▸ ACTION ITEM:
Where a line in the entries below contains the word "service", count it. Return the total alone.

● ● ● ●

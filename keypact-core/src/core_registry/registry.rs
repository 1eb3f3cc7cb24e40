//! Recovery registry service
//!
//! Owns the User table and the event log, and exposes every public
//! operation: registration, partner binding, backup-key update, reads, and
//! signature-gated activation.
//!
//! All mutating operations take `&mut self`, so at most one mutation is in
//! flight at a time and each runs to completion as one indivisible unit.
//! Validation finishes before the first store write, which makes every
//! failure all-or-nothing.

use crate::core_activation::digest::{activation_digest, signed_message_digest};
use crate::core_activation::signature::RecoverableSignature;
use crate::core_registry::address::{Address, ContextId};
use crate::core_registry::errors::{RecoveryError, RecoveryResult};
use crate::core_registry::events::{EventLog, RecoveryEvent};
use crate::core_registry::store::{MemoryStore, UserStore};
use crate::core_registry::user::User;
use crate::metrics::{record_counter, Timer};
use tracing::{info, warn};

/// Registry of identity records and their recovery partnerships.
///
/// The caller identity is an explicit argument on every mutating operation:
/// it is the authenticated invoker, supplied by whatever transport fronts
/// this service.
pub struct RecoveryRegistry<S: UserStore = MemoryStore> {
    store: S,
    events: EventLog,
    context: ContextId,
}

impl RecoveryRegistry<MemoryStore> {
    /// Create a registry over an empty in-memory store
    pub fn new(context: ContextId) -> Self {
        Self::with_store(MemoryStore::new(), context)
    }
}

impl<S: UserStore> RecoveryRegistry<S> {
    /// Create a registry over an existing store with an empty event log
    pub fn with_store(store: S, context: ContextId) -> Self {
        Self::from_parts(store, EventLog::new(), context)
    }

    /// Reassemble a registry from a previously extracted store and log
    pub fn from_parts(store: S, events: EventLog, context: ContextId) -> Self {
        info!(context = %context, "initializing recovery registry");
        RecoveryRegistry {
            store,
            events,
            context,
        }
    }

    /// Tear the registry down into its store and event log, e.g. to persist
    /// them after a batch of operations
    pub fn into_parts(self) -> (S, EventLog) {
        (self.store, self.events)
    }

    /// The execution context this registry's signatures are scoped to
    pub fn context(&self) -> &ContextId {
        &self.context
    }

    /// The audit trail, oldest event first
    pub fn events(&self) -> &[RecoveryEvent] {
        self.events.events()
    }

    /// Create a record for `caller`.
    ///
    /// The record starts active with no partner. Re-registration of an
    /// active identity fails, so a record is created exactly once per
    /// address.
    pub fn register(
        &mut self,
        caller: Address,
        main_key: Address,
        backup_key: Address,
    ) -> RecoveryResult<()> {
        if self.store.get(&caller).is_some_and(|u| u.is_active) {
            return Err(RecoveryError::AlreadyExists);
        }
        if main_key.is_zero() {
            return Err(RecoveryError::InvalidMainKey);
        }
        if backup_key.is_zero() || backup_key == main_key {
            return Err(RecoveryError::InvalidBackupKey);
        }

        self.store.put(caller, User::new(main_key, backup_key));
        self.events.append(RecoveryEvent::UserRegistered {
            user: caller,
            main_key,
            backup_key,
        });
        record_counter("registry.users.registered", 1);
        info!(user = %caller, main_key = %main_key, backup_key = %backup_key, "registered identity");
        Ok(())
    }

    /// Mutually link `caller` and `partner`.
    ///
    /// Binding is one-shot: once either side has a partner, neither can be
    /// rebound, and no unbind operation exists. Both pointer writes happen
    /// inside this single exclusive call, so no reader ever observes one
    /// side bound without the other.
    pub fn bind_partner(&mut self, caller: Address, partner: Address) -> RecoveryResult<()> {
        let mut caller_rec = self.active(&caller)?;
        let mut partner_rec = self.active(&partner)?;
        if partner == caller {
            return Err(RecoveryError::SelfBindingNotAllowed);
        }
        if caller_rec.mutual_partner.is_some() {
            return Err(RecoveryError::AlreadyBound(caller));
        }
        if partner_rec.mutual_partner.is_some() {
            return Err(RecoveryError::AlreadyBound(partner));
        }

        caller_rec.mutual_partner = Some(partner);
        partner_rec.mutual_partner = Some(caller);
        self.store.put(caller, caller_rec);
        self.store.put(partner, partner_rec);
        self.events.append(RecoveryEvent::PartnerBound {
            user_a: caller,
            user_b: partner,
        });
        record_counter("registry.partners.bound", 1);
        info!(user_a = %caller, user_b = %partner, "bound recovery partners");
        Ok(())
    }

    /// Replace `caller`'s standby credential
    pub fn update_backup_key(
        &mut self,
        caller: Address,
        new_backup_key: Address,
    ) -> RecoveryResult<()> {
        let mut record = self.active(&caller)?;
        if new_backup_key.is_zero() || new_backup_key == record.main_key {
            return Err(RecoveryError::InvalidBackupKey);
        }

        record.backup_key = new_backup_key;
        self.store.put(caller, record);
        self.events.append(RecoveryEvent::BackupKeyUpdated {
            user: caller,
            new_backup_key,
        });
        record_counter("registry.backup_keys.updated", 1);
        info!(user = %caller, new_backup_key = %new_backup_key, "updated backup key");
        Ok(())
    }

    /// Read the record for an address.
    ///
    /// Pure read with no side effects. An unregistered address yields the
    /// zero-valued record rather than an error.
    pub fn get_details(&self, address: &Address) -> User {
        self.store.get(address).unwrap_or_default()
    }

    /// Swap `target`'s primary and backup credentials.
    ///
    /// Two-factor authorization: `caller` must be `target`'s mutually bound
    /// partner, and `signature` must have been produced by `target`'s
    /// *current* main key over the personal-message form of
    /// `activation_digest(target, context)`. Both partner pointers are
    /// checked; a one-sided pointer is not sufficient.
    ///
    /// The swap demotes the old main key to backup rather than erasing it,
    /// so the same mechanism can later swap back.
    pub fn activate(
        &mut self,
        caller: Address,
        target: Address,
        signature: &RecoverableSignature,
    ) -> RecoveryResult<()> {
        let _timer = Timer::new("registry.activate.duration_ms");

        let mut target_rec = self.active(&target)?;
        let caller_rec = self.active(&caller)?;
        if !(target_rec.is_bound_to(&caller) && caller_rec.is_bound_to(&target)) {
            warn!(caller = %caller, target = %target, "activation attempt without mutual binding");
            return Err(RecoveryError::PartnerNotBound);
        }

        let digest = activation_digest(&target, &self.context);
        let prehash = signed_message_digest(&digest);
        let signer = signature.recover_address(&prehash)?;
        if signer != target_rec.main_key {
            warn!(caller = %caller, target = %target, signer = %signer,
                "activation signature does not match the target's main key");
            return Err(RecoveryError::InvalidSignature);
        }

        let old_backup_key = target_rec.backup_key;
        target_rec.swap_keys();
        self.store.put(target, target_rec);
        self.events.append(RecoveryEvent::BackupKeyActivated {
            user: target,
            activated_by: caller,
            old_backup_key,
        });
        record_counter("registry.backup_keys.activated", 1);
        info!(user = %target, activated_by = %caller, old_backup_key = %old_backup_key,
            "activated backup key");
        Ok(())
    }

    fn active(&self, address: &Address) -> RecoveryResult<User> {
        match self.store.get(address) {
            Some(user) if user.is_active => Ok(user),
            _ => Err(RecoveryError::NotFound(*address)),
        }
    }
}
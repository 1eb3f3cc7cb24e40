//! Configuration management for KeyPact
//!
//! Environment-based configuration with defaults. Outer surfaces (the CLI)
//! may override individual values with their own flags.

use crate::core_registry::address::ContextId;
use crate::logging::LogLevel;
use serde::{Deserialize, Serialize};
use std::env;
use std::path::PathBuf;

mod error;

pub use error::ConfigError;

/// Main application configuration
#[derive(Debug, Clone, Serialize, Deserialize)]
pub struct Config {
    /// Execution context configuration
    pub context: ContextConfig,

    /// State storage configuration
    pub state: StateConfig,

    /// Logging configuration
    pub logging: LoggingConfig,
}

/// Execution context configuration
#[derive(Debug, Clone, Serialize, Deserialize)]
pub struct ContextConfig {
    /// Context identifier scoping signatures to this deployment instance
    pub context_id: ContextId,
}

/// State storage configuration
#[derive(Debug, Clone, Serialize, Deserialize)]
pub struct StateConfig {
    /// Base directory for registry state and keys
    pub data_dir: PathBuf,
}

/// Logging configuration
#[derive(Debug, Clone, Serialize, Deserialize)]
pub struct LoggingConfig {
    /// Minimum log level
    pub level: String,

    /// Whether to emit JSON formatted logs
    pub json_format: bool,
}

impl Default for Config {
    fn default() -> Self {
        Config {
            context: ContextConfig {
                // stand-in for local development; real deployments set
                // KEYPACT_CONTEXT to their own instance id
                context_id: ContextId::derive(b"keypact-dev"),
            },
            state: StateConfig {
                data_dir: PathBuf::from("./keypact-data"),
            },
            logging: LoggingConfig {
                level: LogLevel::Info.as_str().to_string(),
                json_format: false,
            },
        }
    }
}

impl Config {
    /// Load configuration from environment variables, falling back to
    /// defaults for anything unset.
    ///
    /// Recognized variables: `KEYPACT_CONTEXT` (64 hex chars),
    /// `KEYPACT_DATA_DIR`, `KEYPACT_LOG_LEVEL`, `KEYPACT_LOG_JSON`.
    pub fn from_env() -> Result<Config, ConfigError> {
        let mut config = Config::default();

        if let Ok(raw) = env::var("KEYPACT_CONTEXT") {
            config.context.context_id =
                ContextId::from_hex(&raw).map_err(ConfigError::InvalidContextId)?;
        }
        if let Ok(raw) = env::var("KEYPACT_DATA_DIR") {
            config.state.data_dir = PathBuf::from(raw);
        }
        if let Ok(raw) = env::var("KEYPACT_LOG_LEVEL") {
            if LogLevel::from_str(&raw).is_none() {
                return Err(ConfigError::InvalidLogLevel(raw));
            }
            config.logging.level = raw;
        }
        if let Ok(raw) = env::var("KEYPACT_LOG_JSON") {
            config.logging.json_format = raw == "1" || raw.eq_ignore_ascii_case("true");
        }

        Ok(config)
    }
}

#[cfg(test)]
mod tests {
    use super::*;

    #[test]
    fn test_default_config() {
        let config = Config::default();
        assert_eq!(config.state.data_dir, PathBuf::from("./keypact-data"));
        assert_eq!(config.logging.level, "info");
        assert!(!config.logging.json_format);
        // default context is the derived dev context
        assert_eq!(
            config.context.context_id,
            ContextId::derive(b"keypact-dev")
        );
    }

    #[test]
    fn test_config_json_roundtrip() {
        let config = Config::default();
        let json = serde_json::to_string(&config).unwrap();
        let back: Config = serde_json::from_str(&json).unwrap();
        assert_eq!(back.context.context_id, config.context.context_id);
        assert_eq!(back.state.data_dir, config.state.data_dir);
    }
}
//! Store module
//!
//! Abstract access to User records. The registry is written against the
//! `UserStore` trait so the authoritative table can live in any transactional
//! key-value backend; `MemoryStore` is the in-process default.

use crate::core_registry::address::Address;
use crate::core_registry::user::User;
use serde::{Deserialize, Serialize};
use std::collections::HashMap;

/// Atomic per-call access to the User table.
///
/// Each `get`/`put` is a single indivisible operation; callers that need
/// multi-record atomicity hold the store exclusively for the duration of
/// the compound operation.
pub trait UserStore {
    /// Fetch the record for an address, if one exists
    fn get(&self, address: &Address) -> Option<User>;

    /// Insert or overwrite the record for an address
    fn put(&mut self, address: Address, user: User);
}

/// In-memory User table
#[derive(Debug, Clone, Default, Serialize, Deserialize)]
pub struct MemoryStore {
    users: HashMap<Address, User>,
}

impl MemoryStore {
    /// Create an empty store
    pub fn new() -> Self {
        MemoryStore::default()
    }

    /// Number of records
    pub fn len(&self) -> usize {
        self.users.len()
    }

    /// Whether the store holds no records
    pub fn is_empty(&self) -> bool {
        self.users.is_empty()
    }
}

impl UserStore for MemoryStore {
    fn get(&self, address: &Address) -> Option<User> {
        self.users.get(address).copied()
    }

    fn put(&mut self, address: Address, user: User) {
        self.users.insert(address, user);
    }
}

● ● ● ●

▸ ANSWER SECTION:
2